━━━ PROVIDED DATA ━━━

//! The per-family pricing seam.
//!
//! [`Invariant`] captures everything that differs between constant-product
//! and StableSwap pools: how LP tokens are issued and how a swap amount
//! maps across the curve. Fees, rounding guards on inputs, empty-pool and
//! domain checks live in the quote engine and are shared by every family.
//!
//! Balances passed in are always raw ledger balances in `[asset1, asset2]`
//! order; any rescaling of asset 1 is internal to the implementation.
//!
//! # Dispatch Model
//!
//! Curves are dispatched through the [`CurveBox`](crate::curves::CurveBox)
//! enum, not `dyn` trait objects.

use crate::domain::Side;
use crate::error::AmmError;
use crate::math::Solution;

/// Pricing rules of one pool family.
///
/// Every method returns a [`Solution`]: the computed quantity plus the
/// solver iterations spent on it (zero for closed-form families).
pub trait Invariant {
    /// LP tokens issued when seeding an empty pool with `amounts`.
    ///
    /// # Errors
    ///
    /// Propagates solver and arithmetic errors.
    fn seed_liquidity(&self, amounts: [u128; 2]) -> Result<Solution, AmmError>;

    /// LP tokens issued for depositing `deposits` into a pool holding
    /// `balances` with `lp_circulation` LP tokens outstanding.
    ///
    /// # Errors
    ///
    /// Propagates solver and arithmetic errors.
    fn mint_liquidity(
        &self,
        balances: [u128; 2],
        deposits: [u128; 2],
        lp_circulation: u128,
    ) -> Result<Solution, AmmError>;

    /// Output paid for `amount_less_fee` of `input` entering the pool.
    ///
    /// May be zero when the input is too small to move the curve.
    ///
    /// # Errors
    ///
    /// Propagates solver and arithmetic errors.
    fn output_given_input(
        &self,
        balances: [u128; 2],
        input: Side,
        amount_less_fee: u128,
    ) -> Result<Solution, AmmError>;

    /// Post-fee input needed to take `amount_out` of `output` out of the pool.
    ///
    /// Callers guarantee `amount_out` is below the output balance.
    ///
    /// # Errors
    ///
    /// Propagates solver and arithmetic errors.
    fn input_given_output(
        &self,
        balances: [u128; 2],
        output: Side,
        amount_out: u128,
    ) -> Result<Solution, AmmError>;
}
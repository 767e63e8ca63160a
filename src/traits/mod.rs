//! Core trait abstractions.
//!
//! [`Invariant`] is the seam between the shared quote logic and each pool
//! family's curve; [`FromConfig`] is the validated construction path for
//! pool snapshots.

mod from_config;
mod invariant;

pub use from_config::FromConfig;
pub use invariant::Invariant;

━━━

_EXERCISE PROMPT_:
Return each line of the listing that holds the word "tokens".

_WORKED SOLUTION_:
//! and StableSwap pools: how LP tokens are issued and how a swap amount
    /// LP tokens issued when seeding an empty pool with `amounts`.
    /// LP tokens issued for depositing `deposits` into a pool holding
    /// `balances` with `lp_circulation` LP tokens outstanding.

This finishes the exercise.